How can this reflection help you recalibrate your perspectives, and more importantly, your criteria for making choices?

The goal here is not to offer a definitive, prescriptive answer, but rather to encourage analysis and questioning within each of us. The context is to explore professional success by separating it from the broader concept of personal success, which would require a much more detailed examination.

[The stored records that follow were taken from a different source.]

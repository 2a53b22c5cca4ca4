//! Diff computation for resources

use crate::resource::{Resource, ResourceExt};
use crate::types::Presence;
use crate::value::PropertyValue;
use serde::{Deserialize, Serialize};
use std::collections::HashMap;

/// One property that needs a sync
#[derive(Debug, Clone, PartialEq, Eq, Serialize, Deserialize)]
pub struct PropertyChange {
    pub property: String,
    /// Observed value; `None` if never retrieved
    pub from: Option<PropertyValue>,
    pub to: PropertyValue,
}

/// Pending changes of a retrieved resource
#[derive(Debug, Clone, Serialize, Deserialize)]
pub struct ResourceDiff {
    /// Unique identifier of the resource
    pub resource_id: String,
    /// Type of the resource
    pub resource_type: String,
    /// Human-readable description
    pub description: String,
    /// Presence of the backing object
    pub presence: Presence,
    /// Properties to sync, in declaration order
    pub changes: Vec<PropertyChange>,
    /// Whether this resource requires sudo
    pub requires_sudo: bool,
}

impl ResourceDiff {
    /// Create a diff from a retrieved resource, returning None if no changes needed
    pub fn from_resource(resource: &dyn Resource) -> Option<Self> {
        let pending = resource.pending();
        if pending.is_empty() {
            return None;
        }

        let properties = resource.properties();
        let changes = pending
            .into_iter()
            .filter_map(|name| properties.get(name))
            .map(|p| PropertyChange {
                property: p.name.to_string(),
                from: p.actual.clone(),
                to: p.desired.clone(),
            })
            .collect();

        Some(Self {
            resource_id: resource.id(),
            resource_type: resource.resource_type().to_string(),
            description: resource.description(),
            presence: resource.presence(),
            changes,
            requires_sudo: resource.requires_sudo(),
        })
    }

    /// Check if this diff creates the backing object
    pub fn is_addition(&self) -> bool {
        self.presence == Presence::Absent
    }

    /// Check if this diff modifies an existing object
    pub fn is_modification(&self) -> bool {
        self.presence == Presence::Present
    }
}

/// Compute diffs for a list of retrieved resources
///
/// Returns only resources that have properties out of sync.
pub fn compute_diffs(resources: &[Box<dyn Resource>]) -> Vec<ResourceDiff> {
    resources
        .iter()
        .filter_map(|r| ResourceDiff::from_resource(r.as_ref()))
        .collect()
}

/// Diff summary statistics
#[derive(Debug, Clone, Default)]
pub struct DiffSummary {
    /// Number of objects to create
    pub additions: usize,
    /// Number of existing objects to modify
    pub modifications: usize,
    /// Number of property syncs across all resources
    pub property_changes: usize,
    /// Number of resources requiring sudo
    pub sudo_required: usize,
}

impl DiffSummary {
    /// Create a summary from a list of diffs
    pub fn from_diffs(diffs: &[ResourceDiff]) -> Self {
        let mut summary = Self::default();
        for diff in diffs {
            if diff.is_addition() {
                summary.additions += 1;
            } else {
                summary.modifications += 1;
            }
            summary.property_changes += diff.changes.len();
            if diff.requires_sudo {
                summary.sudo_required += 1;
            }
        }
        summary
    }

    /// Total number of resources with changes
    pub fn total(&self) -> usize {
        self.additions + self.modifications
    }

    /// Check if there are any changes
    pub fn has_changes(&self) -> bool {
        self.total() > 0
    }
}

/// Group diffs by resource type
pub fn group_by_type(diffs: &[ResourceDiff]) -> HashMap<String, Vec<&ResourceDiff>> {
    let mut groups: HashMap<String, Vec<&ResourceDiff>> = HashMap::new();
    for diff in diffs {
        groups
            .entry(diff.resource_type.clone())
            .or_default()
            .push(diff);
    }
    groups
}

Have you ever wondered what, in your life, allows or will allow you to say, "Yes, I’ve succeeded"? Or perhaps another phrase along those lines? Is it that moment when you reach a goal, when you accomplish a project that is close to your heart? Or is it the sense of inner satisfaction that emerges when you know that what you have achieved holds meaning for you? Or could it be something else entirely?

Because, let’s face it, many well-meaning people have their own ideas about what success is and are eager to convince us of them, it is crucial to foster critical thinking on this topic.

Can we even consider success as a universal concept? Is it detached from an individual’s personal values?

Let’s return to the question of external indicators of success—those that society values: a thriving career, material possessions that can be showcased, the recognition of one’s peers, etc. (this list is not exhaustive). Are these sufficient measures of your success? Or do you sometimes feel that, even with all these markers of success, something is missing—or might be missing—an intangible element that eludes these visible criteria?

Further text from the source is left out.